"Evet, vesvese-i sârık, bâvehm-i şübhe-i târık, ne haddi var ki o mârık, girebilsin bu bârık kasra. Hem şârık ki, sur sureler şâhik, her kelime bir melek-i nâtık ki: Lâ İlahe İlla Hu..." İzah eder misiniz?
Değerli Kardeşimiz;
"Evet, vesvese-i sârık, bâvehm-i şübhe-i târık, ne haddi var ki o mârık, girebilsin bu bârık kasra.
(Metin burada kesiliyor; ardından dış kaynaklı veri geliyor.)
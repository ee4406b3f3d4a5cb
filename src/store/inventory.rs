use bigdecimal::BigDecimal;
use serde::{Deserialize, Serialize};
use sqlx::{PgConnection, PgPool};
use uuid::Uuid;

use super::{invalid, NotFound};
use crate::{
    accounting::{
        costing::{ingredient_cost, meal_cost, selling_price, stock_value, weighted_average, StockValuation, DEFAULT_PROFIT_MARGIN},
        money::{to_cents, to_cost, zero},
    },
    models,
};

const MATERIAL_COLUMNS: &str = "id, name, unit, stock_quantity, cost_per_unit, active";
const MEAL_COLUMNS: &str = "id, name, category, profit_margin, total_cost, selling_price, active";

pub async fn materials(p: &PgPool) -> anyhow::Result<Vec<models::RawMaterial>> {
    Ok(sqlx::query_as::<_, models::RawMaterial>(&format!(
        "SELECT {MATERIAL_COLUMNS} FROM raw_materials WHERE active ORDER BY name"
    ))
    .fetch_all(p)
    .await?)
}

pub async fn create_material(
    p: &PgPool,
    name: &str,
    unit: &str,
    stock_quantity: &BigDecimal,
    cost_per_unit: &BigDecimal,
) -> anyhow::Result<Uuid> {
    let name = name.trim();
    if name.is_empty() {
        return Err(invalid("material name must not be empty"));
    }
    if *stock_quantity < zero() || *cost_per_unit < zero() {
        return Err(invalid("stock quantity and cost must not be negative"));
    }

    let id = Uuid::new_v4();
    sqlx::query(
        "INSERT INTO raw_materials (id, name, unit, stock_quantity, cost_per_unit) VALUES ($1, $2, $3, $4, $5)",
    )
    .bind(id)
    .bind(name)
    .bind(unit.trim())
    .bind(to_cost(stock_quantity))
    .bind(to_cost(cost_per_unit))
    .execute(p)
    .await?;

    log::info!("raw material '{}' created", name);
    Ok(id)
}

/// Looks a material up by name, case-insensitively, creating it with an
/// empty stock when it does not exist yet.
pub async fn find_or_create_material(conn: &mut PgConnection, name: &str, unit: &str) -> anyhow::Result<Uuid> {
    let name = name.trim();
    let found: Option<Uuid> = sqlx::query_scalar("SELECT id FROM raw_materials WHERE lower(name) = lower($1)")
        .bind(name)
        .fetch_optional(&mut *conn)
        .await?;
    if let Some(id) = found {
        return Ok(id);
    }

    let id = Uuid::new_v4();
    sqlx::query("INSERT INTO raw_materials (id, name, unit) VALUES ($1, $2, $3)")
        .bind(id)
        .bind(name)
        .bind(if unit.trim().is_empty() { "unit" } else { unit.trim() })
        .execute(&mut *conn)
        .await?;
    log::info!("raw material '{}' created from purchase", name);
    Ok(id)
}

/// Adds received stock at `unit_price` and moves the unit cost to the
/// weighted average.
pub async fn receive(
    conn: &mut PgConnection,
    material_id: Uuid,
    qty: &BigDecimal,
    unit_price: &BigDecimal,
) -> anyhow::Result<StockValuation> {
    let (stock, cost): (BigDecimal, BigDecimal) = sqlx::query_as(
        "SELECT stock_quantity, cost_per_unit FROM raw_materials WHERE id = $1 FOR UPDATE",
    )
    .bind(material_id)
    .fetch_optional(&mut *conn)
    .await?
    .ok_or_else(|| NotFound(format!("raw material {material_id}")))?;

    let v = weighted_average(&stock, &cost, qty, unit_price)?;
    sqlx::query("UPDATE raw_materials SET stock_quantity = $2, cost_per_unit = $3 WHERE id = $1")
        .bind(material_id)
        .bind(&v.stock_quantity)
        .bind(&v.cost_per_unit)
        .execute(&mut *conn)
        .await?;
    Ok(v)
}

#[derive(Debug, Serialize)]
pub struct ValuationRow {
    pub name: String,
    pub unit: String,
    pub stock_quantity: BigDecimal,
    pub cost_per_unit: BigDecimal,
    pub value: BigDecimal,
}

#[derive(Debug, Serialize)]
pub struct Valuation {
    pub rows: Vec<ValuationRow>,
    pub total: BigDecimal,
}

pub async fn valuation(p: &PgPool) -> anyhow::Result<Valuation> {
    let rows: Vec<ValuationRow> = materials(p)
        .await?
        .into_iter()
        .map(|m| ValuationRow {
            value: stock_value(&m.stock_quantity, &m.cost_per_unit),
            name: m.name,
            unit: m.unit,
            stock_quantity: m.stock_quantity,
            cost_per_unit: m.cost_per_unit,
        })
        .collect();
    let total = to_cents(&rows.iter().fold(zero(), |acc, r| acc + &r.value));
    Ok(Valuation { rows, total })
}

pub async fn meals(p: &PgPool) -> anyhow::Result<Vec<models::Meal>> {
    Ok(sqlx::query_as::<_, models::Meal>(&format!(
        "SELECT {MEAL_COLUMNS} FROM meals WHERE active ORDER BY category, name"
    ))
    .fetch_all(p)
    .await?)
}

pub async fn meal(conn: &mut PgConnection, id: Uuid) -> anyhow::Result<models::Meal> {
    sqlx::query_as::<_, models::Meal>(&format!("SELECT {MEAL_COLUMNS} FROM meals WHERE id = $1"))
        .bind(id)
        .fetch_optional(conn)
        .await?
        .ok_or_else(|| NotFound(format!("meal {id}")).into())
}

pub async fn ingredients(p: &PgPool) -> anyhow::Result<Vec<models::MealIngredient>> {
    Ok(sqlx::query_as::<_, models::MealIngredient>(
        r#"
        SELECT mi.meal_id, mi.raw_material_id, r.name AS material_name, mi.quantity, mi.total_cost
        FROM meal_ingredients mi
        JOIN raw_materials r ON r.id = mi.raw_material_id
        ORDER BY r.name
        "#,
    )
    .fetch_all(p)
    .await?)
}

#[derive(Debug, Deserialize)]
pub struct IngredientInput {
    pub raw_material_id: Uuid,
    pub quantity: BigDecimal,
}

#[derive(Debug, Deserialize)]
pub struct NewMeal {
    pub name: String,
    #[serde(default)]
    pub category: String,
    pub profit_margin: Option<BigDecimal>,
    pub ingredients: Vec<IngredientInput>,
}

pub async fn create_meal(p: &PgPool, m: NewMeal) -> anyhow::Result<models::Meal> {
    let name = m.name.trim();
    if name.is_empty() {
        return Err(invalid("meal name must not be empty"));
    }
    if m.ingredients.is_empty() {
        return Err(invalid("a meal needs at least one ingredient"));
    }
    let margin = m.profit_margin.unwrap_or_else(|| BigDecimal::from(DEFAULT_PROFIT_MARGIN));
    selling_price(&zero(), &margin)?;

    let mut tx = p.begin().await?;
    let id = Uuid::new_v4();
    sqlx::query("INSERT INTO meals (id, name, category, profit_margin) VALUES ($1, $2, $3, $4)")
        .bind(id)
        .bind(name)
        .bind(m.category.trim())
        .bind(&margin)
        .execute(&mut *tx)
        .await?;

    for ing in &m.ingredients {
        if ing.quantity <= zero() {
            return Err(invalid("ingredient quantity must be greater than zero"));
        }
        sqlx::query(
            "INSERT INTO meal_ingredients (id, meal_id, raw_material_id, quantity) VALUES ($1, $2, $3, $4)",
        )
        .bind(Uuid::new_v4())
        .bind(id)
        .bind(ing.raw_material_id)
        .bind(to_cost(&ing.quantity))
        .execute(&mut *tx)
        .await?;
    }

    recompute_meal(&mut tx, id).await?;
    let meal = meal(&mut tx, id).await?;
    tx.commit().await?;

    log::info!("meal '{}' created, cost {} price {}", meal.name, meal.total_cost, meal.selling_price);
    Ok(meal)
}

/// Re-prices a meal from the current unit cost of its ingredients.
pub async fn recompute_meal(conn: &mut PgConnection, meal_id: Uuid) -> anyhow::Result<()> {
    let rows: Vec<(Uuid, BigDecimal, BigDecimal)> = sqlx::query_as(
        r#"
        SELECT mi.id, mi.quantity, r.cost_per_unit
        FROM meal_ingredients mi
        JOIN raw_materials r ON r.id = mi.raw_material_id
        WHERE mi.meal_id = $1
        "#,
    )
    .bind(meal_id)
    .fetch_all(&mut *conn)
    .await?;

    let mut costs = Vec::with_capacity(rows.len());
    for (id, qty, unit_cost) in rows {
        let cost = ingredient_cost(&qty, &unit_cost);
        sqlx::query("UPDATE meal_ingredients SET total_cost = $2 WHERE id = $1")
            .bind(id)
            .bind(&cost)
            .execute(&mut *conn)
            .await?;
        costs.push(cost);
    }

    let margin: BigDecimal = sqlx::query_scalar("SELECT profit_margin FROM meals WHERE id = $1")
        .bind(meal_id)
        .fetch_optional(&mut *conn)
        .await?
        .ok_or_else(|| NotFound(format!("meal {meal_id}")))?;
    let total = meal_cost(&costs);
    let price = selling_price(&total, &margin)?;

    sqlx::query("UPDATE meals SET total_cost = $2, selling_price = $3 WHERE id = $1")
        .bind(meal_id)
        .bind(&total)
        .bind(&price)
        .execute(&mut *conn)
        .await?;
    Ok(())
}

/// Re-prices every meal using one of `material_ids`.
pub async fn recompute_for_materials(conn: &mut PgConnection, material_ids: &[Uuid]) -> anyhow::Result<usize> {
    if material_ids.is_empty() {
        return Ok(0);
    }
    let meal_ids: Vec<Uuid> = sqlx::query_scalar(
        "SELECT DISTINCT meal_id FROM meal_ingredients WHERE raw_material_id = ANY($1)",
    )
    .bind(material_ids)
    .fetch_all(&mut *conn)
    .await?;

    for id in &meal_ids {
        recompute_meal(&mut *conn, *id).await?;
    }
    Ok(meal_ids.len())
}

pub async fn recompute_all(p: &PgPool) -> anyhow::Result<usize> {
    let mut tx = p.begin().await?;
    let meal_ids: Vec<Uuid> = sqlx::query_scalar("SELECT id FROM meals")
        .fetch_all(&mut *tx)
        .await?;
    for id in &meal_ids {
        recompute_meal(&mut tx, *id).await?;
    }
    tx.commit().await?;

    log::info!("recalculated {} meals", meal_ids.len());
    Ok(meal_ids.len())
}
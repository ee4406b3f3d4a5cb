use bigdecimal::BigDecimal;
use chrono::{Datelike, NaiveDate};
use serde::Serialize;

use super::money::{to_cents, zero};

#[derive(Debug, thiserror::Error, PartialEq)]
pub enum VatError {
    #[error("quarter must be between 1 and 4, got {0}")]
    Quarter(u32),
    #[error("year {0} is out of range")]
    Year(i32),
}

pub fn quarter_of(date: NaiveDate) -> u32 {
    (date.month() - 1) / 3 + 1
}

pub fn quarter_bounds(year: i32, quarter: u32) -> Result<(NaiveDate, NaiveDate), VatError> {
    if !(1..=4).contains(&quarter) {
        return Err(VatError::Quarter(quarter));
    }
    let first_month = (quarter - 1) * 3 + 1;
    let start = NaiveDate::from_ymd_opt(year, first_month, 1).ok_or(VatError::Year(year))?;
    let end = match quarter {
        4 => NaiveDate::from_ymd_opt(year, 12, 31),
        _ => NaiveDate::from_ymd_opt(year, first_month + 3, 1).and_then(|d| d.pred_opt()),
    };
    let end = end.ok_or(VatError::Year(year))?;
    Ok((start, end))
}

#[derive(Debug, Clone, Serialize)]
pub struct BranchSales {
    pub branch: String,
    pub name: String,
    /// Gross base before discounts; the VAT base is not reduced by them.
    pub sales_before_tax: BigDecimal,
    pub discounts: BigDecimal,
    pub output_vat: BigDecimal,
}

/// Sums read from the invoice tables for one quarter.
#[derive(Debug, Clone, Default)]
pub struct VatInputs {
    pub branches: Vec<BranchSales>,
    pub purchases_before_tax: BigDecimal,
    pub purchases_vat: BigDecimal,
    pub expenses_before_tax: BigDecimal,
    pub expenses_vat: BigDecimal,
}

#[derive(Debug, Clone, Default, Serialize)]
pub struct Company {
    pub name: String,
    pub tax_number: String,
    pub currency: String,
}

#[derive(Debug, Clone, Serialize)]
pub struct VatReturn {
    pub year: i32,
    pub quarter: u32,
    pub start: NaiveDate,
    pub end: NaiveDate,
    pub company: Company,
    pub branches: Vec<BranchSales>,
    pub total_sales: BigDecimal,
    pub purchases_before_tax: BigDecimal,
    pub expenses_before_tax: BigDecimal,
    pub output_vat: BigDecimal,
    pub input_vat: BigDecimal,
    pub net_vat: BigDecimal,
}

/// Output VAT comes from the tax recorded on each sales invoice, not from
/// re-applying today's rate to the base.
pub fn build_return(
    year: i32,
    quarter: u32,
    company: Company,
    inputs: VatInputs,
) -> Result<VatReturn, VatError> {
    let (start, end) = quarter_bounds(year, quarter)?;
    let (total_sales, output_vat) = inputs.branches.iter().fold((zero(), zero()), |(s, v), b| {
        (s + &b.sales_before_tax, v + &b.output_vat)
    });
    let input_vat = to_cents(&(&inputs.purchases_vat + &inputs.expenses_vat));
    let net_vat = to_cents(&(&output_vat - &input_vat));

    Ok(VatReturn {
        year,
        quarter,
        start,
        end,
        company,
        branches: inputs.branches,
        total_sales: to_cents(&total_sales),
        purchases_before_tax: to_cents(&inputs.purchases_before_tax),
        expenses_before_tax: to_cents(&inputs.expenses_before_tax),
        output_vat: to_cents(&output_vat),
        input_vat,
        net_vat,
    })
}

#[cfg(test)]
mod tests {
    use std::str::FromStr;

    use super::*;

    fn d(s: &str) -> BigDecimal {
        BigDecimal::from_str(s).unwrap()
    }

    fn ymd(y: i32, m: u32, day: u32) -> NaiveDate {
        NaiveDate::from_ymd_opt(y, m, day).unwrap()
    }

    #[test]
    fn quarters() {
        assert_eq!(quarter_bounds(2024, 1).unwrap(), (ymd(2024, 1, 1), ymd(2024, 3, 31)));
        assert_eq!(quarter_bounds(2024, 2).unwrap(), (ymd(2024, 4, 1), ymd(2024, 6, 30)));
        assert_eq!(quarter_bounds(2024, 4).unwrap(), (ymd(2024, 10, 1), ymd(2024, 12, 31)));
        assert_eq!(quarter_bounds(2024, 5), Err(VatError::Quarter(5)));
        assert_eq!(quarter_bounds(2024, 0), Err(VatError::Quarter(0)));
        assert_eq!(quarter_of(ymd(2024, 3, 31)), 1);
        assert_eq!(quarter_of(ymd(2024, 7, 1)), 3);
        assert_eq!(quarter_of(ymd(2024, 12, 31)), 4);
    }

    #[test]
    fn return_nets_input_against_output() {
        let r = build_return(
            2024,
            1,
            Company {
                name: "Resto".to_string(),
                tax_number: "300000000000003".to_string(),
                currency: "SAR".to_string(),
            },
            VatInputs {
                branches: vec![
                    BranchSales {
                        branch: "place_india".to_string(),
                        name: "Place India".to_string(),
                        sales_before_tax: d("1000"),
                        discounts: zero(),
                        output_vat: d("150"),
                    },
                    BranchSales {
                        branch: "china_town".to_string(),
                        name: "China Town".to_string(),
                        sales_before_tax: d("500"),
                        discounts: zero(),
                        output_vat: d("75"),
                    },
                ],
                purchases_before_tax: d("600"),
                purchases_vat: d("90"),
                expenses_before_tax: d("100"),
                expenses_vat: d("15"),
            },
        )
        .unwrap();
        assert_eq!(r.total_sales, d("1500"));
        assert_eq!(r.output_vat, d("225"));
        assert_eq!(r.input_vat, d("105"));
        assert_eq!(r.net_vat, d("120"));
        assert_eq!(r.end, ymd(2024, 3, 31));
    }

    #[test]
    fn discounts_do_not_reduce_sales_base() {
        let r = build_return(
            2024,
            2,
            Company::default(),
            VatInputs {
                branches: vec![BranchSales {
                    branch: "place_india".to_string(),
                    name: "Place India".to_string(),
                    sales_before_tax: d("200"),
                    discounts: d("20"),
                    output_vat: d("30"),
                }],
                ..VatInputs::default()
            },
        )
        .unwrap();
        assert_eq!(r.total_sales, d("200"));
        assert_eq!(r.output_vat, d("30"));
        assert_eq!(r.net_vat, d("30"));
        assert_eq!(r.branches[0].discounts, d("20"));
    }
}
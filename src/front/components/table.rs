use anyhow::anyhow;
use serde::{Deserialize, Serialize};

pub type Url = String;

const DEFAULT_ENTRIES_PER_PAGE: u32 = 25;
const MAX_ENTRIES_PER_PAGE: u32 = 1000;
const WINDOW: i64 = 3;

#[derive(Serialize, Default, Debug, PartialEq)]
pub struct Page {
    page_number: u32,
    is_current_page: bool,
    link: Url,
}

#[derive(Serialize, Default)]
pub struct TableComponent<T: Serialize + Default> {
    entries: Vec<T>,
    pages: Vec<Page>,
    first_page: Option<Url>,
    last_page: Option<Page>,
    previous_page: Option<Url>,
    next_page: Option<Url>,
    columns: Vec<String>,
    max_entries_per_page: u32,
    count: i64,
}

#[derive(Deserialize, Default)]
pub struct Query {
    page: Option<u32>,
    entries_per_page: Option<u32>,
}

#[derive(Debug, Clone, PartialEq)]
pub struct QueryNormalized {
    page: u32,
    entries_per_page: u32,
}

impl QueryNormalized {
    pub fn limit(&self) -> i64 {
        self.entries_per_page as i64
    }

    pub fn offset(&self) -> i64 {
        (self.page as i64 - 1) * self.entries_per_page as i64
    }
}

impl Query {
    pub fn normalize(&self) -> QueryNormalized {
        QueryNormalized {
            page: self.page.unwrap_or(1).max(1),
            entries_per_page: self
                .entries_per_page
                .unwrap_or(DEFAULT_ENTRIES_PER_PAGE)
                .clamp(1, MAX_ENTRIES_PER_PAGE),
        }
    }
}

/// Appends the paging parameters to `path`, which may already carry a
/// query string (filters).
fn page_link(path: &str, page: u32, per_page: u32) -> Url {
    let sep = if path.contains('?') { '&' } else { '?' };
    format!("{path}{sep}page={page}&entries_per_page={per_page}")
}

impl<T: Serialize + Default> TableComponent<T> {
    pub fn new(entries: Vec<T>, count: i64, api_path: impl AsRef<str>, query: QueryNormalized) -> anyhow::Result<Self> {
        let path = api_path.as_ref();
        let per_page = query.entries_per_page;
        let number_of_pages = ((count.max(0) + per_page as i64 - 1) / per_page as i64) as u32;
        let current_page = query.page;

        let mut component = Self {
            entries,
            columns: get_struct_fields_names(T::default())?,
            max_entries_per_page: per_page,
            count,
            ..Default::default()
        };
        component.pages = (current_page as i64 - WINDOW..=current_page as i64 + WINDOW)
            .filter(|p| *p >= 1 && *p <= number_of_pages as i64)
            .map(|p| Page {
                page_number: p as u32,
                is_current_page: p == current_page as i64,
                link: page_link(path, p as u32, per_page),
            })
            .collect();

        let (Some(first), Some(last)) = (component.pages.first(), component.pages.last()) else {
            return Ok(component);
        };

        if last.page_number != number_of_pages {
            component.last_page = Some(Page {
                page_number: number_of_pages,
                is_current_page: false,
                link: page_link(path, number_of_pages, per_page),
            })
        };
        if first.page_number != 1 {
            component.first_page = Some(page_link(path, 1, per_page))
        };
        if current_page < number_of_pages {
            component.next_page = Some(page_link(path, current_page + 1, per_page))
        };
        if current_page > 1 {
            component.previous_page = Some(page_link(path, current_page - 1, per_page))
        };

        Ok(component)
    }
}

fn get_struct_fields_names(s: impl Serialize) -> anyhow::Result<Vec<String>> {
    let j = serde_json::to_value(s)?;
    let j = j.as_object().ok_or(anyhow!("it should be an object"))?;
    Ok(j.iter().map(|f| f.0).cloned().collect())
}

#[cfg(test)]
mod tests {
    use super::*;

    #[derive(Serialize, Default)]
    struct Row {
        number: String,
        total: String,
    }

    fn q(page: Option<u32>, per: Option<u32>) -> QueryNormalized {
        Query {
            page,
            entries_per_page: per,
        }
        .normalize()
    }

    #[test]
    fn normalisation() {
        let n = q(None, None);
        assert_eq!((n.limit(), n.offset()), (25, 0));
        let n = q(Some(0), Some(0));
        assert_eq!((n.limit(), n.offset()), (1, 0));
        let n = q(Some(3), Some(5000));
        assert_eq!((n.limit(), n.offset()), (1000, 2000));
        let n = q(Some(u32::MAX), Some(1000));
        assert!(n.offset() > 0);
    }

    #[test]
    fn window_around_current_page() {
        let t = TableComponent::<Row>::new(vec![], 250, "/api/sales", q(Some(6), Some(10))).unwrap();
        let pages: Vec<u32> = t.pages.iter().map(|p| p.page_number).collect();
        assert_eq!(pages, vec![3, 4, 5, 6, 7, 8, 9]);
        assert!(t.pages[3].is_current_page);
        assert_eq!(t.first_page.as_deref(), Some("/api/sales?page=1&entries_per_page=10"));
        assert_eq!(t.last_page.as_ref().map(|p| p.page_number), Some(25));
        assert_eq!(t.previous_page.as_deref(), Some("/api/sales?page=5&entries_per_page=10"));
        assert_eq!(t.next_page.as_deref(), Some("/api/sales?page=7&entries_per_page=10"));
        assert_eq!(t.columns, vec!["number", "total"]);
    }

    #[test]
    fn edges() {
        let t = TableComponent::<Row>::new(vec![], 20, "/api/sales?status=paid", q(Some(1), Some(10))).unwrap();
        assert_eq!(t.pages.len(), 2);
        assert!(t.first_page.is_none() && t.previous_page.is_none() && t.last_page.is_none());
        assert_eq!(t.next_page.as_deref(), Some("/api/sales?status=paid&page=2&entries_per_page=10"));

        let empty = TableComponent::<Row>::new(vec![], 0, "/api/sales", q(None, None)).unwrap();
        assert!(empty.pages.is_empty() && empty.next_page.is_none());

        let past_end = TableComponent::<Row>::new(vec![], 20, "/api/sales", q(Some(9), Some(10))).unwrap();
        assert!(past_end.next_page.is_none());
    }
}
Hem şârık ki, sur sureler şâhik, her kelime bir melek-i nâtık ki: لاَۤ اِلٰهَ اِلاَّ هُوَ "
Kur’an sağlam, sarsılmaz ve parlak bir saray gibidir. Bu saray, öyle muhafazalı ve öyle yüksek bir yerdedir ki, ona vehim, kuruntu ve vesvese hırsızları asla ve kat’a giremezler.
Bu saraya sığınan, insî ve cinnî şeytanların hile ve vesveselerinden emin olur. Çünkü bu parlak ve ışıltılı saraya dinsizlerin ve haksızların yeri olmaz, giremezler.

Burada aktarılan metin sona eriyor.